Leserbrief:
Mit gutem Recht macht die grösste Gossauer Partei lautstark auf die Finanzlage der Stadt aufmerksam. Man könnte dies allerdings weniger aggressiv, dafür etwas differenzierter tun.
Ein Blick zurück lohnt sich. Von 2008 - 2009 lag der Steuerfuss bei 122 %, von 2010-2012 betrug er 116 %, 2013 121 % , 2014 – 2016 126 %, von 2017 – 2019 121 % und seither liegt er bei 116 %. Ab 2008 hat die Stadt ausgeführte oder bewilligte Investitionen in Bauprojekte von 160 (!) Mio zu verkraften. Dazu kommen viele Millionen für kleinere Projekte sowie die stetig wachsenden nicht beeinflussbaren Transferkosten für Sozialhilfe und Pflege. Allein die ebenfalls kaum beeinflussbaren Kosten für die Bildung liegen bei 53 % des Gesamthaushalts. Der ehemalige Kantonsbaumeister Binotto machte 2020 die folgende Aussage: «Das gängige Verhältnis von Baukosten zu Betrieb liegt in 35 Jahren bei 1:10.» Das bedeutet also, dass die Kosten für Amortisation, Betrieb und Unterhalt in 35 Jahren 10-mal höher sind als die ursprünglichen Baukosten. Man rechne, was mit diesen Investitionen von 160 Mio auf die kommenden Generationen zukommt.
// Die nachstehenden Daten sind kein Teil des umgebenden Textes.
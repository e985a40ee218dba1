use tyovuoro::{
    validate, Config, DayOfWeek, ScheduleCollection, ScheduleEditor, Shift, ValidationError,
};

/// Build a typical pharmacy week through the editor: weekday pattern with
/// two counter shifts, plus a shorter Saturday pattern
fn pharmacy_week() -> ScheduleEditor {
    let mut editor = ScheduleEditor::for_new_employee(&Config::default());

    for day in [
        DayOfWeek::Monday,
        DayOfWeek::Tuesday,
        DayOfWeek::Wednesday,
        DayOfWeek::Thursday,
        DayOfWeek::Friday,
    ] {
        editor.toggle_day(0, day).unwrap();
    }
    editor
        .update_shift(0, 0, Shift::new("08:00", "14:00", Some("Morning counter".to_string())))
        .unwrap();
    let evening = editor.add_shift(0).unwrap();
    editor
        .update_shift(0, evening, Shift::new("14:00", "20:00", Some("Evening counter".to_string())))
        .unwrap();

    let saturday = editor.add_group();
    editor.toggle_day(saturday, DayOfWeek::Saturday).unwrap();
    editor
        .update_shift(saturday, 0, Shift::new("10:00", "14:00", Some("Weekend counter".to_string())))
        .unwrap();

    editor
}

/// A realistic week built through the editor validates cleanly and is
/// ready to submit
#[test]
fn test_pharmacy_week_is_valid() {
    let editor = pharmacy_week();
    assert!(editor.can_save());
    assert!(editor.errors().is_empty());

    let collection = editor.into_collection();
    assert_eq!(collection.len(), 2);
    assert!(validate(&collection).is_empty());
}

/// Breaking the week with an overlapping shift pinpoints the offending
/// shift, and fixing it clears the error
#[test]
fn test_overlap_is_pinpointed_and_fixable() {
    let mut editor = pharmacy_week();

    let extra = editor.add_shift(0).unwrap();
    editor
        .update_shift(0, extra, Shift::new("19:00", "21:00", None))
        .unwrap();

    assert!(!editor.can_save());
    let errors = editor.errors().to_vec();
    // The clash with the evening shift is reported once per day the
    // pattern covers, attributed to the added shift each time
    assert_eq!(errors.len(), 5);
    for error in &errors {
        assert_eq!(error.request_index, 0);
        assert_eq!(error.shift_index, extra as i32);
        assert!(error.message.starts_with("Overlaps with another shift on"));
    }

    editor
        .update_shift(0, extra, Shift::new("20:00", "21:00", None))
        .unwrap();
    assert!(editor.can_save());
}

/// Schedule data loaded from the backend is revalidated as-is, including
/// states the editor would never produce
#[test]
fn test_persisted_payload_roundtrip() {
    let payload = r#"[
        {
            "daysOfWeek": ["MONDAY", "WEDNESDAY"],
            "shifts": [
                { "startTime": "09:00", "endTime": "12:00", "description": "Counter" },
                { "startTime": "12:00", "endTime": "17:00", "description": null }
            ]
        },
        {
            "daysOfWeek": ["WEDNESDAY"],
            "shifts": [
                { "startTime": "16:00", "endTime": "19:00", "description": "Stock take" }
            ]
        }
    ]"#;

    let collection: ScheduleCollection = serde_json::from_str(payload).unwrap();

    // Both groups claim Wednesday, which the editor would have blocked at
    // toggle time; validation still reports the resulting overlap
    let errors = validate(&collection);
    assert_eq!(
        errors,
        vec![ValidationError::for_shift(
            1,
            0,
            "Overlaps with another shift on WEDNESDAY"
        )]
    );

    let editor = ScheduleEditor::new(collection);
    assert!(!editor.can_save());
}

/// The editor enforces day exclusivity at assignment time across the
/// whole collection
#[test]
fn test_day_exclusivity_across_groups() {
    let mut editor = pharmacy_week();
    let third = editor.add_group();

    // Every weekday belongs to the first group, Saturday to the second
    for day in [DayOfWeek::Monday, DayOfWeek::Friday, DayOfWeek::Saturday] {
        assert!(editor.toggle_day(third, day).is_err());
    }
    assert!(editor.toggle_day(third, DayOfWeek::Sunday).is_ok());
}
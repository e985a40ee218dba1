use lazy_static::lazy_static;
use regex::Regex;

lazy_static! {
    static ref TIME_FORMAT: Regex = Regex::new(r"^([01][0-9]|2[0-3]):[0-5][0-9]$").unwrap();
}

/// Parse time string in HH:MM format
pub fn parse_time(time_str: &str) -> Option<(u32, u32)> {
    let parts: Vec<&str> = time_str.split(':').collect();
    if parts.len() != 2 {
        return None;
    }
    let hour = parts[0].parse::<u32>().ok()?;
    let minute = parts[1].parse::<u32>().ok()?;
    if hour > 23 || minute > 59 {
        return None;
    }
    Some((hour, minute))
}

/// Convert an HH:MM time string to minutes since midnight
pub fn time_to_minutes(time_str: &str) -> Option<u32> {
    let (hour, minute) = parse_time(time_str)?;
    Some(hour * 60 + minute)
}

/// Check that a field value is a zero-padded 24-hour HH:MM time.
///
/// Form-level check applied before a value enters a schedule; `parse_time`
/// also accepts non-padded input like "9:00", this does not.
pub fn is_valid_time(time_str: &str) -> bool {
    TIME_FORMAT.is_match(time_str)
}
//! Common fakes for the monitor integration tests
//!
//! This module provides:
//! - A scripted gas sensor that replays readings and faults
//! - Recording indicators, chat channel and remote store
//! - A link that can be switched off and refuse to reconnect
//! - A delay that advances a [`ManualTime`] instead of sleeping
//!
//! The monitor owns every fake; tests inspect them through the monitor's
//! accessors after stepping it.

#![allow(dead_code)]

use std::collections::VecDeque;

use embedded_hal::delay::DelayNs;
use vayuveer_core::{
    ChatNotifier, Connectivity, GasMonitor, Indicators, ManualTime, MonitorConfig, RemoteStore,
    Report, Reporter, ThresholdPayload, TickOutcome,
};

pub mod scenarios;

/// Calibration time under the default config: 15 s warm-up plus 50 x 50 ms
pub const STARTUP_MS: u64 = 15_000 + 50 * 50;

/// Default loop spacing
pub const LOOP_MS: u64 = 400;

/// Read failure injected by [`ScriptedSensor`]
#[derive(Debug, Clone, Copy, PartialEq, Eq)]
pub struct SensorFault;

/// Replays queued readings, then repeats the steady value
pub struct ScriptedSensor {
    queue: VecDeque<Result<u16, SensorFault>>,
    steady: u16,
    reads: usize,
}

impl ScriptedSensor {
    pub fn steady(value: u16) -> Self {
        Self {
            queue: VecDeque::new(),
            steady: value,
            reads: 0,
        }
    }

    /// Queue `times` copies of `raw`; the last queued value becomes steady
    pub fn then(mut self, raw: u16, times: usize) -> Self {
        for _ in 0..times {
            self.queue.push_back(Ok(raw));
        }
        self.steady = raw;
        self
    }

    /// Queue `times` read failures
    pub fn then_fail(mut self, times: usize) -> Self {
        for _ in 0..times {
            self.queue.push_back(Err(SensorFault));
        }
        self
    }

    pub fn set_steady(&mut self, value: u16) {
        self.steady = value;
    }

    pub fn reads(&self) -> usize {
        self.reads
    }
}

impl vayuveer_core::AnalogSensor for ScriptedSensor {
    type Error = SensorFault;

    fn read_raw(&mut self) -> nb::Result<u16, Self::Error> {
        self.reads += 1;
        match self.queue.pop_front() {
            Some(Ok(raw)) => Ok(raw),
            Some(Err(fault)) => Err(nb::Error::Other(fault)),
            None => Ok(self.steady),
        }
    }
}

/// Remembers the last level of each output
#[derive(Debug, Default)]
pub struct RecordingIndicators {
    pub alert: bool,
    pub safe: bool,
    pub buzzer: bool,
    pub writes: usize,
}

impl Indicators for RecordingIndicators {
    fn set_alert(&mut self, on: bool) {
        self.alert = on;
        self.writes += 1;
    }

    fn set_safe(&mut self, on: bool) {
        self.safe = on;
        self.writes += 1;
    }

    fn set_buzzer(&mut self, on: bool) {
        self.buzzer = on;
        self.writes += 1;
    }
}

#[derive(Debug, Default)]
pub struct RecordingChat {
    pub sent: Vec<String>,
    pub fail: bool,
}

impl ChatNotifier for RecordingChat {
    type Error = u16;

    fn send_message(&mut self, text: &str) -> Result<(), u16> {
        if self.fail {
            return Err(502);
        }
        self.sent.push(text.to_string());
        Ok(())
    }
}

/// In-memory store; `threshold: None` answers every fetch with a 404
#[derive(Debug, Default)]
pub struct RecordingStore {
    pub reports: Vec<Report>,
    pub threshold: Option<String>,
    pub fetches: usize,
    pub fail_puts: bool,
}

impl RecordingStore {
    pub fn with_threshold(body: &str) -> Self {
        Self {
            threshold: Some(body.to_string()),
            ..Self::default()
        }
    }
}

impl RemoteStore for RecordingStore {
    type Error = u16;

    fn put_state(&mut self, report: &Report) -> Result<(), u16> {
        if self.fail_puts {
            return Err(500);
        }
        self.reports.push(*report);
        Ok(())
    }

    fn fetch_threshold(&mut self) -> Result<ThresholdPayload, u16> {
        self.fetches += 1;
        match &self.threshold {
            Some(body) => ThresholdPayload::try_from(body.as_str()).map_err(|_| 413),
            None => Err(404),
        }
    }
}

/// Link whose state the test controls
#[derive(Debug)]
pub struct SwitchableLink {
    pub up: bool,
    pub reconnect_works: bool,
    pub reconnects: usize,
}

impl SwitchableLink {
    pub fn online() -> Self {
        Self {
            up: true,
            reconnect_works: true,
            reconnects: 0,
        }
    }

    pub fn dead() -> Self {
        Self {
            up: false,
            reconnect_works: false,
            reconnects: 0,
        }
    }
}

impl Connectivity for SwitchableLink {
    fn is_connected(&self) -> bool {
        self.up
    }

    fn reconnect(&mut self) {
        self.reconnects += 1;
        if self.reconnect_works {
            self.up = true;
        }
    }
}

/// Delay that advances a manual clock
pub struct ManualDelay<'a> {
    clock: &'a ManualTime,
    pending_ns: u64,
}

impl<'a> ManualDelay<'a> {
    pub fn new(clock: &'a ManualTime) -> Self {
        Self {
            clock,
            pending_ns: 0,
        }
    }
}

impl DelayNs for ManualDelay<'_> {
    fn delay_ns(&mut self, ns: u32) {
        self.pending_ns += u64::from(ns);
        self.clock.advance(self.pending_ns / 1_000_000);
        self.pending_ns %= 1_000_000;
    }

    fn delay_ms(&mut self, ms: u32) {
        self.clock.advance(u64::from(ms));
    }
}

pub type Rig<'a> = GasMonitor<
    ScriptedSensor,
    RecordingIndicators,
    &'a ManualTime,
    RecordingChat,
    RecordingStore,
    SwitchableLink,
>;

/// Build a monitor with the default config
pub fn rig<'a>(
    clock: &'a ManualTime,
    sensor: ScriptedSensor,
    store: RecordingStore,
    link: SwitchableLink,
) -> Rig<'a> {
    let reporter = Reporter::new(RecordingChat::default(), store, link);
    GasMonitor::new(
        sensor,
        RecordingIndicators::default(),
        clock,
        reporter,
        MonitorConfig::default(),
    )
    .expect("default config is valid")
}

/// Build and start a monitor on a live link
pub fn started<'a>(clock: &'a ManualTime, sensor: ScriptedSensor, store: RecordingStore) -> Rig<'a> {
    let mut monitor = rig(clock, sensor, store, SwitchableLink::online());
    monitor.start(&mut ManualDelay::new(clock));
    monitor
}

/// Advance one loop period and tick
pub fn step(monitor: &mut Rig<'_>, clock: &ManualTime) -> TickOutcome {
    clock.advance(LOOP_MS);
    monitor.tick()
}

/// Tick `count` times, returning every outcome
pub fn run(monitor: &mut Rig<'_>, clock: &ManualTime, count: usize) -> Vec<TickOutcome> {
    (0..count).map(|_| step(monitor, clock)).collect()
}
Was hat Gossau dafür bekommen: Sanierte Sporthalle und neues OZ Buechenwald, renoviertes Schulhaus und neuer Kindergarten Haldenbüel, renoviertes OZ Rosenau, Ausbau Schulhaus Büel, saniertes Friedhofgebäude, ein neues Feuerwehrdepot, ein Glasfasernetz. Dazu kommen ein neues Hallenbad, eine neue Tribüne mit Sportplätzen sowie ein renoviertes Schulhaus Notker. Weitere Investitionen warten: Rathaus, Otmarschulhaus, Sportwelten Module 2 und 3. Alle diese Projekte sind grossmehrheitlich ohne Widerstand vom Parlament – auch nicht von Seiten der grössten Gossauer Partei – und später vom Volk deutlich angenommen worden. Im Nachhinein über zu hohe Ausgaben zu klagen und den Stadtpräsidenten und den Stadtrat dafür verantwortlich zu machen, ist unfair, wenig selbstkritisch und damit fehl am Platz. Klassenlager streichen oder die Beiträge an die Musikschule kürzen, sind weniger als ein Tropfen auf den heissen Stein. Das ist symbolisches Sparen auf Kosten der Kinder.
Ohne Korrekturen auf der Einnahmenseite kann das gar nicht finanziert werden. Anderen Gemeinden geht das gleich. Auch dort müssen die Steuern erhöht werden.
Ich freue mich mit vielen Gossauerinnen und Gossauern an den renovierten und neuen Schul- und Sportanlagen, erwarte aber auch, dass die zukünftigen Sportmodule mit Zurückhaltung angegangen werden.